Action item: Extract each line of the data below exactly as written.

Data extract:
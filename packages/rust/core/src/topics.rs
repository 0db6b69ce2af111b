//! "What they do" bullets: early sentences that read like product framing.

use scout_shared::EnrichmentConfig;

/// Vocabulary that marks a sentence as describing the business.
/// Matched as lowercase substrings, so `"we "` and `"our "` keep their
/// trailing space.
const FOCUS_WORDS: [&str; 10] = [
    "platform", "solution", "product", "helps", "we ", "our ", "enables", "build", "ai", "saas",
];

/// Pick up to `what_they_do_limit` distinct sentences from the first
/// `focus_window`, ranked by focus-word hits then by length.
///
/// The cutoff is positional: zero-scoring sentences still appear when there
/// are not enough others.
pub fn build_what_they_do(sentences: &[String], config: &EnrichmentConfig) -> Vec<String> {
    let mut scored: Vec<(&str, usize)> = sentences
        .iter()
        .take(config.focus_window)
        .map(|s| (s.as_str(), focus_score(s)))
        .collect();

    // Stable: equal score and length keep document order.
    scored.sort_by(|(a, a_score), (b, b_score)| {
        b_score
            .cmp(a_score)
            .then_with(|| b.chars().count().cmp(&a.chars().count()))
    });

    let mut picked: Vec<String> = Vec::new();
    for (sentence, _) in scored.into_iter().take(config.what_they_do_limit) {
        let trimmed = sentence.trim();
        if !trimmed.is_empty() && !picked.iter().any(|p| p == trimmed) {
            picked.push(trimmed.to_string());
        }
    }

    picked
}

/// Number of distinct focus words present in the sentence.
fn focus_score(sentence: &str) -> usize {
    let lower = sentence.to_lowercase();
    FOCUS_WORDS.iter().filter(|w| lower.contains(*w)).count()
}
//! vc-scout CLI: website enrichment service.
//!
//! Serves the `POST /api/enrich` endpoint, or enriches a single URL from
//! the command line.

mod commands;

use clap::Parser;
use color_eyre::eyre::Result;

use commands::Cli;

#[tokio::main]
async fn main() -> Result<()> {
    color_eyre::install()?;
    let cli = Cli::parse();
    commands::init_tracing(&cli);
    commands::run(cli).await
}
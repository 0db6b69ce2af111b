//! HTML → plain text passes.
//!
//! Each pass is a function `&str -> String` applied in sequence. The
//! transform is purely textual: malformed markup degrades the output, it
//! never errors.

use std::sync::LazyLock;

use regex::Regex;

/// Strip markup from an HTML document and return whitespace-collapsed text.
pub fn strip_html(html: &str) -> String {
    let mut result = drop_executable_blocks(html);

    result = replace_tags(&result);
    result = decode_entities(&result);
    result = collapse_whitespace(&result);

    result
}

// ---------------------------------------------------------------------------
// Pass 1: Drop <script> and <style> blocks with their content
// ---------------------------------------------------------------------------

/// Must run before tag replacement, otherwise script bodies survive as text.
fn drop_executable_blocks(html: &str) -> String {
    static SCRIPT_RE: LazyLock<Regex> =
        LazyLock::new(|| Regex::new(r"(?is)<script.*?</script>").expect("valid regex"));
    static STYLE_RE: LazyLock<Regex> =
        LazyLock::new(|| Regex::new(r"(?is)<style.*?</style>").expect("valid regex"));

    let without_scripts = SCRIPT_RE.replace_all(html, " ");
    STYLE_RE.replace_all(&without_scripts, " ").into_owned()
}

// ---------------------------------------------------------------------------
// Pass 2: Replace remaining tags with a space
// ---------------------------------------------------------------------------

fn replace_tags(html: &str) -> String {
    static TAG_RE: LazyLock<Regex> =
        LazyLock::new(|| Regex::new(r"<[^>]+>").expect("valid regex"));

    TAG_RE.replace_all(html, " ").into_owned()
}

// ---------------------------------------------------------------------------
// Pass 3: Decode the four common entities
// ---------------------------------------------------------------------------

/// Only `&nbsp;`, `&amp;`, `&lt;` and `&gt;` are decoded; anything else is
/// left verbatim.
fn decode_entities(text: &str) -> String {
    static NBSP_RE: LazyLock<Regex> =
        LazyLock::new(|| Regex::new(r"(?i)&nbsp;").expect("valid regex"));
    static AMP_RE: LazyLock<Regex> =
        LazyLock::new(|| Regex::new(r"(?i)&amp;").expect("valid regex"));
    static LT_RE: LazyLock<Regex> = LazyLock::new(|| Regex::new(r"(?i)&lt;").expect("valid regex"));
    static GT_RE: LazyLock<Regex> = LazyLock::new(|| Regex::new(r"(?i)&gt;").expect("valid regex"));

    let result = NBSP_RE.replace_all(text, " ");
    let result = AMP_RE.replace_all(&result, "&");
    let result = LT_RE.replace_all(&result, "<");
    GT_RE.replace_all(&result, ">").into_owned()
}

// ---------------------------------------------------------------------------
// Pass 4: Collapse whitespace
// ---------------------------------------------------------------------------

fn collapse_whitespace(text: &str) -> String {
    static WS_RE: LazyLock<Regex> = LazyLock::new(|| Regex::new(r"\s+").expect("valid regex"));

    WS_RE.replace_all(text, " ").trim().to_string()
}

#[cfg(test)]
mod tests {
    use super::*;

    #[test]
    fn scripts_removed_and_tags_become_spaces() {
        let html = "<script>x</script><p>Hello <b>World</b></p>";
        assert_eq!(strip_html(html), "Hello World");
    }

    #[test]
    fn script_and_style_are_case_insensitive_and_multiline() {
        let html = "<STYLE type=\"text/css\">\nbody { color: red; }\n</Style>\
                    <p>Visible</p>\
                    <Script src=\"a.js\">\nvar tracking = 1;\n</SCRIPT>";
        assert_eq!(strip_html(html), "Visible");
    }

    #[test]
    fn multiple_script_blocks_are_non_greedy() {
        let html = "<script>a</script><p>Keep me</p><script>b</script>";
        assert_eq!(strip_html(html), "Keep me");
    }

    #[test]
    fn adjacent_tags_do_not_glue_words() {
        assert_eq!(strip_html("<li>One</li><li>Two</li>"), "One Two");
    }

    #[test]
    fn decodes_only_the_four_entities() {
        let html = "<p>Fast&nbsp;&amp;&nbsp;simple &lt;3 &GT; &copy; &#8217;</p>";
        assert_eq!(strip_html(html), "Fast & simple <3 > &copy; &#8217;");
    }

    #[test]
    fn whitespace_runs_collapse_and_trim() {
        let html = "\n\n   <div>\n\tAlpha \r\n\n  Beta   </div>  ";
        assert_eq!(strip_html(html), "Alpha Beta");
    }

    #[test]
    fn unclosed_markup_never_panics() {
        assert_eq!(strip_html("<p>Broken <b"), "Broken <b");
        assert_eq!(strip_html("<script>never closed"), "never closed");
        assert_eq!(strip_html(""), "");
    }
}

Solution to the problem:
filename packages/rust/core/src/topics.rs
repository 0db6b69ce2af111b
//! "What they do" bullets: early sentences that read like product framing.

use scout_shared::EnrichmentConfig;

/// Vocabulary that marks a sentence as describing the business.
/// Matched as lowercase substrings, so `"we "` and `"our "` keep their
/// trailing space.
const FOCUS_WORDS: [&str; 10] = [
    "platform", "solution", "product", "helps", "we ", "our ", "enables", "build", "ai", "saas",
];

/// Pick up to `what_they_do_limit` distinct sentences from the first
/// `focus_window`, ranked by focus-word hits then by length.
///
/// The cutoff is positional: zero-scoring sentences still appear when there
/// are not enough others.
pub fn build_what_they_do(sentences: &[String], config: &EnrichmentConfig) -> Vec<String> {
    let mut scored: Vec<(&str, usize)> = sentences
        .iter()
        .take(config.focus_window)
        .map(|s| (s.as_str(), focus_score(s)))
        .collect();

    // Stable: equal score and length keep document order.
    scored.sort_by(|(a, a_score), (b, b_score)| {
        b_score
            .cmp(a_score)
            .then_with(|| b.chars().count().cmp(&a.chars().count()))
    });

    let mut picked: Vec<String> = Vec::new();
    for (sentence, _) in scored.into_iter().take(config.what_they_do_limit) {
        let trimmed = sentence.trim();
        if !trimmed.is_empty() && !picked.iter().any(|p| p == trimmed) {
            picked.push(trimmed.to_string());
        }
    }

    picked
}

/// Number of distinct focus words present in the sentence.
fn focus_score(sentence: &str) -> usize {
    let lower = sentence.to_lowercase();
    FOCUS_WORDS.iter().filter(|w| lower.contains(*w)).count()
}
//! vc-scout CLI: website enrichment service.
//!
//! Serves the `POST /api/enrich` endpoint, or enriches a single URL from
//! the command line.

mod commands;

use clap::Parser;
use color_eyre::eyre::Result;

use commands::Cli;

#[tokio::main]
async fn main() -> Result<()> {
    color_eyre::install()?;
    let cli = Cli::parse();
    commands::init_tracing(&cli);
    commands::run(cli).await
}
repository 0db6b69ce2af111b
//! HTML → plain text passes.
//!
//! Each pass is a function `&str -> String` applied in sequence. The
//! transform is purely textual: malformed markup degrades the output, it
//! never errors.

use std::sync::LazyLock;

use regex::Regex;

/// Strip markup from an HTML document and return whitespace-collapsed text.
pub fn strip_html(html: &str) -> String {
    let mut result = drop_executable_blocks(html);

    result = replace_tags(&result);
    result = decode_entities(&result);
    result = collapse_whitespace(&result);

    result
}

// ---------------------------------------------------------------------------
// Pass 1: Drop <script> and <style> blocks with their content
// ---------------------------------------------------------------------------

/// Must run before tag replacement, otherwise script bodies survive as text.
fn drop_executable_blocks(html: &str) -> String {
    static SCRIPT_RE: LazyLock<Regex> =
        LazyLock::new(|| Regex::new(r"(?is)<script.*?</script>").expect("valid regex"));
    static STYLE_RE: LazyLock<Regex> =
        LazyLock::new(|| Regex::new(r"(?is)<style.*?</style>").expect("valid regex"));

    let without_scripts = SCRIPT_RE.replace_all(html, " ");
    STYLE_RE.replace_all(&without_scripts, " ").into_owned()
}

// ---------------------------------------------------------------------------
// Pass 2: Replace remaining tags with a space
// ---------------------------------------------------------------------------

fn replace_tags(html: &str) -> String {
    static TAG_RE: LazyLock<Regex> =
        LazyLock::new(|| Regex::new(r"<[^>]+>").expect("valid regex"));

    TAG_RE.replace_all(html, " ").into_owned()
}

// ---------------------------------------------------------------------------
// Pass 3: Decode the four common entities
// ---------------------------------------------------------------------------

/// Only `&nbsp;`, `&amp;`, `&lt;` and `&gt;` are decoded; anything else is
/// left verbatim.
fn decode_entities(text: &str) -> String {
    static NBSP_RE: LazyLock<Regex> =
        LazyLock::new(|| Regex::new(r"(?i)&nbsp;").expect("valid regex"));
    static AMP_RE: LazyLock<Regex> =
        LazyLock::new(|| Regex::new(r"(?i)&amp;").expect("valid regex"));
    static LT_RE: LazyLock<Regex> = LazyLock::new(|| Regex::new(r"(?i)&lt;").expect("valid regex"));
    static GT_RE: LazyLock<Regex> = LazyLock::new(|| Regex::new(r"(?i)&gt;").expect("valid regex"));

    let result = NBSP_RE.replace_all(text, " ");
    let result = AMP_RE.replace_all(&result, "&");
    let result = LT_RE.replace_all(&result, "<");
    GT_RE.replace_all(&result, ">").into_owned()
}

// ---------------------------------------------------------------------------
// Pass 4: Collapse whitespace
// ---------------------------------------------------------------------------

fn collapse_whitespace(text: &str) -> String {
    static WS_RE: LazyLock<Regex> = LazyLock::new(|| Regex::new(r"\s+").expect("valid regex"));

    WS_RE.replace_all(text, " ").trim().to_string()
}

#[cfg(test)]
mod tests {
    use super::*;

    #[test]
    fn scripts_removed_and_tags_become_spaces() {
        let html = "<script>x</script><p>Hello <b>World</b></p>";
        assert_eq!(strip_html(html), "Hello World");
    }

    #[test]
    fn script_and_style_are_case_insensitive_and_multiline() {
        let html = "<STYLE type=\"text/css\">\nbody { color: red; }\n</Style>\
                    <p>Visible</p>\
                    <Script src=\"a.js\">\nvar tracking = 1;\n</SCRIPT>";
        assert_eq!(strip_html(html), "Visible");
    }

    #[test]
    fn multiple_script_blocks_are_non_greedy() {
        let html = "<script>a</script><p>Keep me</p><script>b</script>";
        assert_eq!(strip_html(html), "Keep me");
    }

    #[test]
    fn adjacent_tags_do_not_glue_words() {
        assert_eq!(strip_html("<li>One</li><li>Two</li>"), "One Two");
    }

    #[test]
    fn decodes_only_the_four_entities() {
        let html = "<p>Fast&nbsp;&amp;&nbsp;simple &lt;3 &GT; &copy; &#8217;</p>";
        assert_eq!(strip_html(html), "Fast & simple <3 > &copy; &#8217;");
    }

    #[test]
    fn whitespace_runs_collapse_and_trim() {
        let html = "\n\n   <div>\n\tAlpha \r\n\n  Beta   </div>  ";
        assert_eq!(strip_html(html), "Alpha Beta");
    }

    #[test]
    fn unclosed_markup_never_panics() {
        assert_eq!(strip_html("<p>Broken <b"), "Broken <b");
        assert_eq!(strip_html("<script>never closed"), "never closed");
        assert_eq!(strip_html(""), "");
    }
}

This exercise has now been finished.